> Work task:
If a line holds the word "Serialize", copy it from the entries.

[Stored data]
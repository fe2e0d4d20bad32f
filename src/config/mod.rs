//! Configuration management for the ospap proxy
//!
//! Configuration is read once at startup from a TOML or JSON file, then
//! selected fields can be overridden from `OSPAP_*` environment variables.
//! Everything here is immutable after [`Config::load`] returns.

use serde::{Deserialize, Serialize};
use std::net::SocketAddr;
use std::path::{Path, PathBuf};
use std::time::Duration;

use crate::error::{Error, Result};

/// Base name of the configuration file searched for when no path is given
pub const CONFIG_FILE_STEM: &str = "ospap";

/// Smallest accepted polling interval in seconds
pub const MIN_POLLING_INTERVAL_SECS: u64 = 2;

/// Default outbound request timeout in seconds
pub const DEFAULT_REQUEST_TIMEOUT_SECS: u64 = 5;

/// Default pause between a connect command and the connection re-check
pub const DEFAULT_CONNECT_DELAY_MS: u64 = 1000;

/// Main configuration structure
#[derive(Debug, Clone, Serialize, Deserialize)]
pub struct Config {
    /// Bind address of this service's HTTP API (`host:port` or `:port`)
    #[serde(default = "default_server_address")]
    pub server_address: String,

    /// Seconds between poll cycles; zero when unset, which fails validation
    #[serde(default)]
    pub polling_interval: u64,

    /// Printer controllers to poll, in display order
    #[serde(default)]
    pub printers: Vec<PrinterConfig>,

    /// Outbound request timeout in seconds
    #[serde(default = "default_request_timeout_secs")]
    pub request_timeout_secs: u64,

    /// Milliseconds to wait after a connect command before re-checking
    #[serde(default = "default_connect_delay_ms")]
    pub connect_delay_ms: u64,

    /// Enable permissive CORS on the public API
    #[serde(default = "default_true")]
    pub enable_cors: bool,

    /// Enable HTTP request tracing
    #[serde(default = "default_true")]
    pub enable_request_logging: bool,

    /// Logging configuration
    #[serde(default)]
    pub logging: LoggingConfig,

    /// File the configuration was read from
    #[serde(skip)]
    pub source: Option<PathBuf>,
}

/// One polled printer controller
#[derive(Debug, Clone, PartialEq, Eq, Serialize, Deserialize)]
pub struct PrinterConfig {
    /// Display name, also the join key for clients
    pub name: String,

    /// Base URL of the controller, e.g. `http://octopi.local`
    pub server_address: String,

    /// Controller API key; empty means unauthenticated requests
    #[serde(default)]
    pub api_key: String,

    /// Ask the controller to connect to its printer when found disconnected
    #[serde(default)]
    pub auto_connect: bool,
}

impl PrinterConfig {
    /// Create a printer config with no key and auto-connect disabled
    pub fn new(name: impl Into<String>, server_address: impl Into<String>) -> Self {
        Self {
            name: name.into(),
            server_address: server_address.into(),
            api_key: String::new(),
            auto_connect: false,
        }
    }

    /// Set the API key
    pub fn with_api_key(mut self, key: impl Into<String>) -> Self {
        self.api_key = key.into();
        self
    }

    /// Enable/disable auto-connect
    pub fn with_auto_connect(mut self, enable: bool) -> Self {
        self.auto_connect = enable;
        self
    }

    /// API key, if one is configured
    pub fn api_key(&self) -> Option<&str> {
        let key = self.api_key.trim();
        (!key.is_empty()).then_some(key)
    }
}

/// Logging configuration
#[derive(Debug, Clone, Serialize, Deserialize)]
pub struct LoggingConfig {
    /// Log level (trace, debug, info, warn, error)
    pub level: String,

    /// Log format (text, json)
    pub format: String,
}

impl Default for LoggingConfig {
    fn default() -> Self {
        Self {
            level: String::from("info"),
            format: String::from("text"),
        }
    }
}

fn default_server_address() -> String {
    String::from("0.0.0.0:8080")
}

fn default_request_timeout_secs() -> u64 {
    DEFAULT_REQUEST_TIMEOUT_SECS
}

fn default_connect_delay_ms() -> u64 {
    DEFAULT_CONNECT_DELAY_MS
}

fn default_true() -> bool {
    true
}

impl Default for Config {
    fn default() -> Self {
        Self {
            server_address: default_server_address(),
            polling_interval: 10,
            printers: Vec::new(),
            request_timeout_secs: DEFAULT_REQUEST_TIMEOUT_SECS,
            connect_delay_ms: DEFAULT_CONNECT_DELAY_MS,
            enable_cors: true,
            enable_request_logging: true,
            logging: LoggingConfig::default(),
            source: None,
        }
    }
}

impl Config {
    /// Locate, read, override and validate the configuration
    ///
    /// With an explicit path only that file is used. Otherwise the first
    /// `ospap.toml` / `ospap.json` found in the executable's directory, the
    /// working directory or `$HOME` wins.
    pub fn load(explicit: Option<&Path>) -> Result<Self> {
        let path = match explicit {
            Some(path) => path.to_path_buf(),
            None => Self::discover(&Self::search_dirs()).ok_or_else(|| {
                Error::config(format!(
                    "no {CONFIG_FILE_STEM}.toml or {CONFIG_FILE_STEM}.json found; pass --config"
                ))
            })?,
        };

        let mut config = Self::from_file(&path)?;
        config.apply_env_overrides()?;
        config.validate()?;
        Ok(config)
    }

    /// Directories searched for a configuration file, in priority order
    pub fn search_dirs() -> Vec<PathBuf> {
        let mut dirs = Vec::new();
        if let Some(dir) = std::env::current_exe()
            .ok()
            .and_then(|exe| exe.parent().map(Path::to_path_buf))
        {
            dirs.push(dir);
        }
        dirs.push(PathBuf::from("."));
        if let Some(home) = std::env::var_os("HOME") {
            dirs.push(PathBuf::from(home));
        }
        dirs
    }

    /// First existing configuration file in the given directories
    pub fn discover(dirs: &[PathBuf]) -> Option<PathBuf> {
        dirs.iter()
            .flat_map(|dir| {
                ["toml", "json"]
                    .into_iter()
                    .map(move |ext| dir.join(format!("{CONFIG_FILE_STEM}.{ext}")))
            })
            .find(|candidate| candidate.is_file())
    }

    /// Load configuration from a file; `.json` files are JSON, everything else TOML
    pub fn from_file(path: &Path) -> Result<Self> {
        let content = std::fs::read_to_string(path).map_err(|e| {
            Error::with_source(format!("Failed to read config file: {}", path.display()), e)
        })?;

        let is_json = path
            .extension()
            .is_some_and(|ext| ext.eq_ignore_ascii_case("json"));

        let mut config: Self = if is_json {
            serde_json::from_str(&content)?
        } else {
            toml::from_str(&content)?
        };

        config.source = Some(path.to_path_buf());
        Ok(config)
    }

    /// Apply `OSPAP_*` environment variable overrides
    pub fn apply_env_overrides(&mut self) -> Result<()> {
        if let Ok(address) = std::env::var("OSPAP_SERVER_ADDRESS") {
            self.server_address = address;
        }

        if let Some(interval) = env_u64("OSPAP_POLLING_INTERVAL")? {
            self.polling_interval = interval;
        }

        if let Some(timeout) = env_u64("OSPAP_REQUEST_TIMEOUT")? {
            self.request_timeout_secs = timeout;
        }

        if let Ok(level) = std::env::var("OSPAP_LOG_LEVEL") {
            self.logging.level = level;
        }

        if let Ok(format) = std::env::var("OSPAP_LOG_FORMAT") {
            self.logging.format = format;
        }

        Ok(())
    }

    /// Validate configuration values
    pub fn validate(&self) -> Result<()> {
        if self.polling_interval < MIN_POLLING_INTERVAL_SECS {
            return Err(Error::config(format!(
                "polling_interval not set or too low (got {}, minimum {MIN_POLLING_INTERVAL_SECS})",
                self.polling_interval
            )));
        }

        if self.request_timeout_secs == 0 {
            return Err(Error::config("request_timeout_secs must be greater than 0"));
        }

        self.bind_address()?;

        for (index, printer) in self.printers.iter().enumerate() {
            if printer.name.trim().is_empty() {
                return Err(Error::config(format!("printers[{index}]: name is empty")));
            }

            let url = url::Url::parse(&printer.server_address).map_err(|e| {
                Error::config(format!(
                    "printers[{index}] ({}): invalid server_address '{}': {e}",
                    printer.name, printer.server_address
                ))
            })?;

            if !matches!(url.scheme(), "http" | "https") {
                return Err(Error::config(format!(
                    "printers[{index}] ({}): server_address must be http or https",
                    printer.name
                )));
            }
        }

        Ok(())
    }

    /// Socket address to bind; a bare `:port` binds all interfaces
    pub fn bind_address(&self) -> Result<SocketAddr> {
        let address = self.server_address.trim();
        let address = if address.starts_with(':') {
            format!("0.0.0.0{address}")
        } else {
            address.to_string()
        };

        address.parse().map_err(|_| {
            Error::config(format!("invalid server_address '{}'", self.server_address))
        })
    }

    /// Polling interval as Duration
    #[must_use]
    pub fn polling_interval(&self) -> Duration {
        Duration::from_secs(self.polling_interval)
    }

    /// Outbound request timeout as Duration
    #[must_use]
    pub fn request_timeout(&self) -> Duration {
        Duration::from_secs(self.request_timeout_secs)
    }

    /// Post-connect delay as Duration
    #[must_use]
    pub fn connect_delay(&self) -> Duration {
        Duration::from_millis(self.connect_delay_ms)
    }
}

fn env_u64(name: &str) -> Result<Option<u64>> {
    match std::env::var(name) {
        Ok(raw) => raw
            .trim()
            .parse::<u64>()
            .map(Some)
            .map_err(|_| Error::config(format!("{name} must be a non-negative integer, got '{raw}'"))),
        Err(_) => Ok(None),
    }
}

---

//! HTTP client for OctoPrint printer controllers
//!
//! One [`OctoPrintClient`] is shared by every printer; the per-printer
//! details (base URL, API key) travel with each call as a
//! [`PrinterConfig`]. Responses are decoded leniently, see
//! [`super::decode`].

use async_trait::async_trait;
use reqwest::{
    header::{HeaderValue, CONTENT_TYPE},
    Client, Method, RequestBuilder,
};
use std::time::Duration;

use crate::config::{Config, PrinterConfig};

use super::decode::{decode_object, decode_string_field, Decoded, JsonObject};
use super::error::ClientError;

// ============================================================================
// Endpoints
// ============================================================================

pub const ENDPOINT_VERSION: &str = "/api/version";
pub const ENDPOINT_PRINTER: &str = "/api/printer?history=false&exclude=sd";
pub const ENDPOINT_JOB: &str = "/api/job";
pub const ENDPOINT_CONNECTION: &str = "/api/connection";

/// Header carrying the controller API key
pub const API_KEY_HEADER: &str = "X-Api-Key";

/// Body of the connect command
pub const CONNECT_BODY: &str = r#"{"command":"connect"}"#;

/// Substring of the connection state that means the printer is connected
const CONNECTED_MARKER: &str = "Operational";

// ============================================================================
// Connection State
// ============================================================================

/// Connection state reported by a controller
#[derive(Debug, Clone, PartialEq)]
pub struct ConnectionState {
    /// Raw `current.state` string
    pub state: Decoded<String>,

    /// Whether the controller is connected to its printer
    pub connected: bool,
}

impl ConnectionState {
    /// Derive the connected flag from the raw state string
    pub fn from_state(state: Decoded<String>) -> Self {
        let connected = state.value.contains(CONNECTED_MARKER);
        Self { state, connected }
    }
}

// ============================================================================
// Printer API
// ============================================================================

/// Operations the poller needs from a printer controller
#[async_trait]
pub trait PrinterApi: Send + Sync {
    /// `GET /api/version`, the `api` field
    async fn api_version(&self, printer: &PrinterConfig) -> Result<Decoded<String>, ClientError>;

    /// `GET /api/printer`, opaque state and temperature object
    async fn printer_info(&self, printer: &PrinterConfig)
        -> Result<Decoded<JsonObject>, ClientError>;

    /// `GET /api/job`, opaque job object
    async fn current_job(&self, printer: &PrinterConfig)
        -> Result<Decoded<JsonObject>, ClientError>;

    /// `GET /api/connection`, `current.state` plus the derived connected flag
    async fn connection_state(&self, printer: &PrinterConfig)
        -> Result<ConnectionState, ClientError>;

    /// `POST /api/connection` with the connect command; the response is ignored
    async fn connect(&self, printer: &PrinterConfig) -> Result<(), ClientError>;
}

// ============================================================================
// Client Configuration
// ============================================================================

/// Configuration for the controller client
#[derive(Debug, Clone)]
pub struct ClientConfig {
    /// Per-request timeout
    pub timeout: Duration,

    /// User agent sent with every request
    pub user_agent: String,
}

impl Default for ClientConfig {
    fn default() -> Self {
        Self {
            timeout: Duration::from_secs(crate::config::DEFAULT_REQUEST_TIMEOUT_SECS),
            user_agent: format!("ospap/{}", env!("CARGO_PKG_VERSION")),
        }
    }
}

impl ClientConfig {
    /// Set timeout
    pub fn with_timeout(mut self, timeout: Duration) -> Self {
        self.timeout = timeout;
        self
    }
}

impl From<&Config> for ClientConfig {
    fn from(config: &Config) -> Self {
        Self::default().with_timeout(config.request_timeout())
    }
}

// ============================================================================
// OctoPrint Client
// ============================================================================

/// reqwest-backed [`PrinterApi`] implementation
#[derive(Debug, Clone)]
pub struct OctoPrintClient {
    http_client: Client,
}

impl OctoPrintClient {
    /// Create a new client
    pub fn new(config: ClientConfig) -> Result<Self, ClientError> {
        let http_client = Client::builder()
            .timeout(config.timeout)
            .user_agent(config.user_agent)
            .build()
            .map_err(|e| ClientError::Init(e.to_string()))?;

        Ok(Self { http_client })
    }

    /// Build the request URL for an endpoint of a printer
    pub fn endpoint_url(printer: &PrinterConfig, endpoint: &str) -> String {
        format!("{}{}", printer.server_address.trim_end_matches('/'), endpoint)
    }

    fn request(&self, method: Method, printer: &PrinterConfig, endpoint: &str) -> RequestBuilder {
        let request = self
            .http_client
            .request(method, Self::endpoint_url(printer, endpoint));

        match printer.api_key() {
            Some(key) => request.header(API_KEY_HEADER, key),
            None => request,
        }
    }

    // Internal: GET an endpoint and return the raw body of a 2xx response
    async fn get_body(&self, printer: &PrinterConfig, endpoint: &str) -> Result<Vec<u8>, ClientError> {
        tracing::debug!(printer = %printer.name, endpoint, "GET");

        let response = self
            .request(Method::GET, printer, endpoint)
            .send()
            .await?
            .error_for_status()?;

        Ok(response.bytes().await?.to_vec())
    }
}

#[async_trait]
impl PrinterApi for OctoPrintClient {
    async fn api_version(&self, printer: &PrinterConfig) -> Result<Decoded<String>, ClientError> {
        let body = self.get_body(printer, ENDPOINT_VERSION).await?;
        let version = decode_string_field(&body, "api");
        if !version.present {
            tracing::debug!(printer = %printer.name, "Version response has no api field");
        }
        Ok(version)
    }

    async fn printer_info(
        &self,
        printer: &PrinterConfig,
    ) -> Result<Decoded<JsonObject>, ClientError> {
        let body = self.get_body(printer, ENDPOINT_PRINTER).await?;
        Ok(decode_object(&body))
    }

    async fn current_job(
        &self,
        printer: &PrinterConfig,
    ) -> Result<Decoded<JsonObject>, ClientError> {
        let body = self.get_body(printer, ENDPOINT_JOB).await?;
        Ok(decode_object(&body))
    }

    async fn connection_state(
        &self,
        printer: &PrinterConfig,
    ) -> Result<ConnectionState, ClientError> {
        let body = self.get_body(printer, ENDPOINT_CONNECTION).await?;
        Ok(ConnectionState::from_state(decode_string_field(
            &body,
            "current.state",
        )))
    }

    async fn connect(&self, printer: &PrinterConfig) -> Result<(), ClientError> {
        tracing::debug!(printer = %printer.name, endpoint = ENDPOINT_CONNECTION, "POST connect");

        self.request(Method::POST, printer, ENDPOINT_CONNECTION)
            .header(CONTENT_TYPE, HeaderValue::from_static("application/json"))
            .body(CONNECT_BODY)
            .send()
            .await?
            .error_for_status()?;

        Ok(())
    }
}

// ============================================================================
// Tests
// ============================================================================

> Exercise result:
use serde::{Deserialize, Serialize};
#[derive(Debug, Clone, Serialize, Deserialize)]
#[derive(Debug, Clone, PartialEq, Eq, Serialize, Deserialize)]
#[derive(Debug, Clone, Serialize, Deserialize)]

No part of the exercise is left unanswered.